Certains eurodéputés ont critiqué le Hongrois, actuel commissaire à l’Élargissement, et mis en doute ses connaissances sur la question du bien-être animal.

Interrogé par l’eurodéputée luxembourgeoise Tilly Metz (Verts/ALE) sur la manière dont il comptait tenir la promesse de la Commission d’interdire les cages pour les animaux d’élevage, comme le demande l’initiative citoyenne « End the Cage Age » (« Pour une nouvelle ère sans cage »), le Hongrois a reconnu la nécessité de répondre à cette demande et a admis que les cages étaient « devenues obsolètes ».

Il a toutefois souligné qu’au cours de sa première année de mandat, il se concentrerait sur le lancement d’un « dialogue inclusif avec toutes les parties prenantes », en particulier avec les agriculteurs.

Dans leurs questions additionnelles, les eurodéputés demandent au Hongrois de s’attaquer aux différences de normes entre les États membres, et l’interrogent sur la manière dont il souhaite « moderniser les règlementations existantes », gérer la question des importations d’animaux vivants et s’assurer que les États membres se conforment aux exigences de l’UE.

Soutien du PPE

Selon certaines sources, le PPE aurait tenté de constituer une « alliance des droites » pour approuver Olivér Várhelyi après la première audition mercredi.

« Une majorité des deux tiers [nécessaire pour l’approbation lors de la première audition] aurait été atteinte », affirme l’une de ces sources, tandis qu’une autre soutient que cela aurait « entaché la confirmation d’autres commissaires issus du PPE ».

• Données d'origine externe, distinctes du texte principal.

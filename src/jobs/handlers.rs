//! Individual pipeline steps.

use crate::error::BotError;
use crate::indicators::IndicatorEngine;
use crate::jobs::context::JobContext;
use crate::jobs::types::{Analysis, MarketSnapshot, NotificationOutcome};
use crate::models::price::PriceSeries;
use crate::models::signal::Signal;
use crate::services::notifications::report::{self, ReportContext};
use crate::services::notifications::{dispatch_all, Notifier};
use crate::signals::change::should_notify;
use crate::signals::engine::{change_24h, SignalEngine};
use std::sync::Arc;
use tracing::{debug, info, warn};

/// Fetch history, spot price and FX rate concurrently. Only a history failure
/// is fatal; the other two degrade to `None`.
pub async fn fetch_market(ctx: &JobContext) -> Result<MarketSnapshot, BotError> {
    let (history, spot, rate) = tokio::join!(
        ctx.data_provider.get_history(ctx.lookback_days),
        ctx.data_provider.get_spot_price(),
        ctx.data_provider.get_reference_rate(),
    );

    let spot_price = match spot {
        Ok(price) => Some(price),
        Err(e) => {
            warn!(error = %e, "Spot price unavailable");
            None
        }
    };
    let usd_rate = match rate {
        Ok(rate) => Some(rate),
        Err(e) => {
            warn!(error = %e, "USD reference rate unavailable");
            None
        }
    };

    let history = history?;
    info!(
        points = history.len(),
        days = ctx.lookback_days,
        "Fetched {} price points",
        history.len()
    );

    Ok(MarketSnapshot {
        history,
        spot_price,
        usd_rate,
    })
}

/// Indicators, signal and 24h return for a history. Pure.
pub fn analyze(history: &PriceSeries) -> Result<Analysis, BotError> {
    let series = IndicatorEngine::compute(history)?;
    let signal = SignalEngine::evaluate(&series);
    let change_24h = change_24h(&series.closes());

    for reason in &signal.reasons {
        debug!(rule = %reason.description, "Rule fired");
    }

    Ok(Analysis {
        series,
        signal,
        change_24h,
    })
}

/// Subject line and body of the notification for this run.
pub fn render_report(
    analysis: &Analysis,
    snapshot: &MarketSnapshot,
    currency: &str,
) -> Result<(String, String), BotError> {
    let latest = analysis
        .series
        .latest()
        .ok_or_else(|| BotError::InsufficientData("no rows to report".to_string()))?;

    let ctx = ReportContext {
        signal: &analysis.signal,
        latest,
        spot_price: snapshot.spot_price,
        usd_rate: snapshot.usd_rate,
        change_24h: analysis.change_24h,
        currency,
    };

    Ok((
        report::subject(analysis.signal.signal, currency),
        report::render(&ctx),
    ))
}

/// Dispatch through every channel iff `signal` differs from `marker` (or no
/// marker exists). The returned marker is the value to persist: the new
/// signal once all attempts have completed, whatever their individual results.
pub async fn notify_on_change(
    signal: Signal,
    marker: Option<Signal>,
    notifiers: &[Arc<dyn Notifier>],
    subject: &str,
    body: &str,
) -> NotificationOutcome {
    if !should_notify(signal, marker) {
        info!(signal = %signal, "Signal unchanged, no alert sent");
        return NotificationOutcome {
            previous: marker,
            notified: false,
            deliveries: Vec::new(),
            marker,
        };
    }

    info!(
        signal = %signal,
        previous = ?marker,
        channels = notifiers.len(),
        "Signal changed, sending alert"
    );
    if notifiers.is_empty() {
        warn!("No notification channels configured");
    }
    let deliveries = dispatch_all(notifiers, subject, body).await;

    NotificationOutcome {
        previous: marker,
        notified: true,
        deliveries,
        marker: Some(signal),
    }
}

Le PPE fait toutefois tout son possible pour épargner au commissaire désigné une seconde audition. Selon une source du groupe S&D, les socialistes, le groupe Renew Europe, les Verts/ALE et La Gauche (GUE/NGL) avaient demandé une deuxième audition, mais le PPE a fermement rejeté cette éventualité.

Cette décision n’a pas été bien accueillie par les dirigeants S&D, qui estiment que le PPE de centre-droit s’est allié aux partis d’extrême droite en optant pour les questions écrites supplémentaires.

« Le groupe votera contre le commissaire désigné, mais il passera, car la majorité des deux tiers ne sera plus requise. Pour le prochain vote, seule une majorité qualifiée sera nécessaire », ajoute la même source.

Selon des sources du Parlement, Ursula von der Leyen, elle-même membre du PPE, ferait également pression sur certains eurodéputés pour qu’ils approuvent la candidature du commissaire désigné à la Santé et au Bien-être animal.